WHAT YOU HAVE TO DO.
Search the listing below for the string "InvalidOptions", then copy every line it appears in.

====== GIVEN DATA

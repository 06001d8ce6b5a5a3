//! Pure connection option handling for the AMQP transport
//!
//! Turns [`ConnectionOptions`] into the AMQP URI understood by lapin,
//! including heartbeat, connection timeout and SASL mechanism selection.

use crate::transport::BrokerError;
use serde::{Deserialize, Serialize};
use std::fmt;
use url::Url;

/// Transport scheme for the broker connection
#[derive(Debug, Clone, Copy, Serialize, Deserialize, PartialEq, Eq)]
#[serde(rename_all = "lowercase")]
pub enum Protocol {
    Amqp,
    Amqps,
}

impl Protocol {
    pub fn scheme(self) -> &'static str {
        match self {
            Protocol::Amqp => "amqp",
            Protocol::Amqps => "amqps",
        }
    }

    pub fn default_port(self) -> u16 {
        match self {
            Protocol::Amqp => 5672,
            Protocol::Amqps => 5671,
        }
    }
}

/// Broker connection parameters, immutable once the consumer starts
#[derive(Clone, PartialEq)]
pub struct ConnectionOptions {
    pub protocol: Protocol,
    pub hostname: String,
    pub port: u16,
    pub username: String,
    pub password: String,
    pub vhost: String,
    /// Heartbeat interval in seconds, 0 disables heartbeats
    pub heartbeat_secs: u16,
    pub connection_timeout_ms: u64,
    /// Acceptable SASL mechanisms in order of preference
    pub auth_mechanisms: Vec<String>,
}

impl fmt::Debug for ConnectionOptions {
    fn fmt(&self, f: &mut fmt::Formatter<'_>) -> fmt::Result {
        f.debug_struct("ConnectionOptions")
            .field("protocol", &self.protocol)
            .field("hostname", &self.hostname)
            .field("port", &self.port)
            .field("username", &self.username)
            .field("password", &"***")
            .field("vhost", &self.vhost)
            .field("heartbeat_secs", &self.heartbeat_secs)
            .field("connection_timeout_ms", &self.connection_timeout_ms)
            .field("auth_mechanisms", &self.auth_mechanisms)
            .finish()
    }
}

impl Default for ConnectionOptions {
    fn default() -> Self {
        Self {
            protocol: Protocol::Amqp,
            hostname: "localhost".to_string(),
            port: Protocol::Amqp.default_port(),
            username: "guest".to_string(),
            password: "guest".to_string(),
            vhost: "/".to_string(),
            heartbeat_secs: 30,
            connection_timeout_ms: 10_000,
            auth_mechanisms: vec![
                "PLAIN".to_string(),
                "AMQPLAIN".to_string(),
                "EXTERNAL".to_string(),
            ],
        }
    }
}

/// SASL mechanisms lapin can negotiate, keyed by their wire name
const SUPPORTED_MECHANISMS: &[(&str, &str)] = &[
    ("PLAIN", "plain"),
    ("AMQPLAIN", "amqplain"),
    ("EXTERNAL", "external"),
    ("ANONYMOUS", "anonymous"),
    ("RABBIT-CR-DEMO", "rabbit-cr-demo"),
];

/// Pick the first mechanism in preference order that lapin supports
pub fn select_auth_mechanism(preferred: &[String]) -> Result<&'static str, BrokerError> {
    preferred
        .iter()
        .find_map(|wanted| {
            SUPPORTED_MECHANISMS
                .iter()
                .find(|(name, _)| name.eq_ignore_ascii_case(wanted.trim()))
                .map(|(_, uri_value)| *uri_value)
        })
        .ok_or_else(|| {
            BrokerError::InvalidOptions(format!(
                "None of the authentication mechanisms {preferred:?} is supported"
            ))
        })
}

impl ConnectionOptions {
    /// Full AMQP URI including credentials
    pub fn to_uri(&self) -> Result<String, BrokerError> {
        self.build_uri(&self.password)
    }

    /// AMQP URI with the password masked, safe to log
    pub fn redacted_uri(&self) -> Result<String, BrokerError> {
        self.build_uri("***")
    }

    fn build_uri(&self, password: &str) -> Result<String, BrokerError> {
        if self.hostname.trim().is_empty() {
            return Err(BrokerError::InvalidOptions("hostname is empty".to_string()));
        }

        let base = format!("{}://{}:{}", self.protocol.scheme(), self.hostname, self.port);
        let mut url = Url::parse(&base)
            .map_err(|e| BrokerError::InvalidOptions(format!("invalid broker address '{base}': {e}")))?;

        url.set_username(&self.username)
            .map_err(|_| BrokerError::InvalidOptions("username cannot be set".to_string()))?;
        url.set_password(Some(password))
            .map_err(|_| BrokerError::InvalidOptions("password cannot be set".to_string()))?;

        // Path segment encoding: "/" travels as "%2F", spaces as "%20"
        if matches!(self.vhost.as_str(), "." | "..") {
            return Err(BrokerError::InvalidOptions(format!(
                "vhost '{}' cannot be expressed in an AMQP URI",
                self.vhost
            )));
        }
        url.path_segments_mut()
            .map_err(|_| BrokerError::InvalidOptions("vhost cannot be set".to_string()))?
            .clear()
            .push(&self.vhost);

        let mechanism = select_auth_mechanism(&self.auth_mechanisms)?;
        url.query_pairs_mut()
            .append_pair("heartbeat", &self.heartbeat_secs.to_string())
            .append_pair("connection_timeout", &self.connection_timeout_ms.to_string())
            .append_pair("auth_mechanism", mechanism);

        Ok(url.to_string())
    }
}
//! Observability: structured logging, metrics and health endpoints

pub mod health;
pub mod logging;
pub mod metrics;

pub use health::HealthServer;
pub use logging::{init_default_logging, init_logging, LogFormat, LogSettings};
pub use metrics::{MetricsCollector, MetricsSnapshot};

============

EXPECTED ANSWER.
            BrokerError::InvalidOptions(format!(
            return Err(BrokerError::InvalidOptions("hostname is empty".to_string()));
            .map_err(|e| BrokerError::InvalidOptions(format!("invalid broker address '{base}': {e}")))?;
            .map_err(|_| BrokerError::InvalidOptions("username cannot be set".to_string()))?;
            .map_err(|_| BrokerError::InvalidOptions("password cannot be set".to_string()))?;
            return Err(BrokerError::InvalidOptions(format!(
            .map_err(|_| BrokerError::InvalidOptions("vhost cannot be set".to_string()))?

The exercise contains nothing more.